FIG 2.

Transcriptomic signature of IL-22 in the lungs of naive mice. (A) Total RNAs from Ig-treated mice or IL-22-Fc-treated mice (5 μg/animal) were extracted from the lungs at 8 h poststimulation. Hierarchical clustering diagrams showing individual replicates are represented. Normalized intensity values (IL-22-Fc condition compared to IgG condition) are depicted in blue (downregulated) or red (upregulated) (P < 0.05 and fold change of >2). The magnitude of the regulation is illustrated by the intensity of the color. Hierarchical clustering representation indicates a minimal effect of the isotype control in the lung tissue (data not shown). (B) Gene ontological analysis.
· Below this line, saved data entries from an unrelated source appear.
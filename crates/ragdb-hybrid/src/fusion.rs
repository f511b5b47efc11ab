//! Normalization and fixed equal-weight fusion of the dense and lexical signals.
//!
//! Both signals are scaled by their maximum over the current candidate set, so
//! fused scores only rank candidates within one query.

use ragdb_core::types::Candidate;

pub const DENSE_WEIGHT: f32 = 0.5;
pub const LEXICAL_WEIGHT: f32 = 0.5;

/// `1 - d / max(d)` per candidate, or all zeros when the largest distance is
/// not positive (every candidate equidistant at zero).
pub fn dense_similarities(distances: &[f32]) -> Vec<f32> {
    let max_dist = distances.iter().copied().fold(0.0f32, f32::max);
    if max_dist > 0.0 {
        distances.iter().map(|d| 1.0 - d / max_dist).collect()
    } else {
        vec![0.0; distances.len()]
    }
}

/// `s / max(s)` per candidate, or all zeros when no candidate scored above zero.
pub fn normalize_lexical(scores: &[f32]) -> Vec<f32> {
    let max_lex = scores.iter().copied().fold(0.0f32, f32::max);
    if max_lex > 0.0 {
        scores.iter().map(|s| s / max_lex).collect()
    } else {
        vec![0.0; scores.len()]
    }
}

pub fn combine(sim: f32, lex_norm: f32) -> f32 { DENSE_WEIGHT * sim + LEXICAL_WEIGHT * lex_norm }

/// Attach lexical and combined scores, then order by combined score descending.
///
/// `candidates` must arrive in dense order; the sort is stable so ties keep it.
/// `lexical` holds one raw score per candidate.
pub fn fuse(candidates: &mut [Candidate], lexical: &[f32]) {
    debug_assert_eq!(candidates.len(), lexical.len());
    let distances: Vec<f32> = candidates.iter().map(|c| c.dense_distance).collect();
    let sims = dense_similarities(&distances);
    let lex_norms = normalize_lexical(lexical);
    for (((c, raw), sim), lex_norm) in candidates.iter_mut().zip(lexical).zip(sims).zip(lex_norms) {
        c.lexical_score = Some(*raw);
        c.combined_score = Some(combine(sim, lex_norm));
    }
    candidates.sort_by(|a, b| {
        let a = a.combined_score.unwrap_or(0.0);
        let b = b.combined_score.unwrap_or(0.0);
        b.total_cmp(&a)
    });
}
Significantly enriched pathways are represented as a bar plot (IPA). For panels A and B, data from three mice are shown. (C) Heat maps of genes that were differentially regulated by IL-22 treatment and that belong to the cellular growth and proliferation family (GO:0008283) and, within this family, belonging to the epithelial growth and proliferation subfamily (GO:0050673). Representative genes are noted on the right. Each column represents data from one individual mouse, with three mice per group. (D) Heat maps of genes represented in the families of adhesion proteins (GO:0022610) and extracellular-matrix (ECM)-associated proteins (GO:0031012), both belonging to the morphology family. (E) Naive mice were treated with IL-22-Fc or IgG (5 μg/animal), and 8 h later, cells from whole lungs were analyzed by flow cytometry. The mean number ± standard deviation of alveolar macrophages (CD45⁺ Siglec F⁺ CD11b^low) and neutrophils (CD11b⁺ Ly6G⁺ Siglec F⁻) are depicted (n = 8; two independent experiments).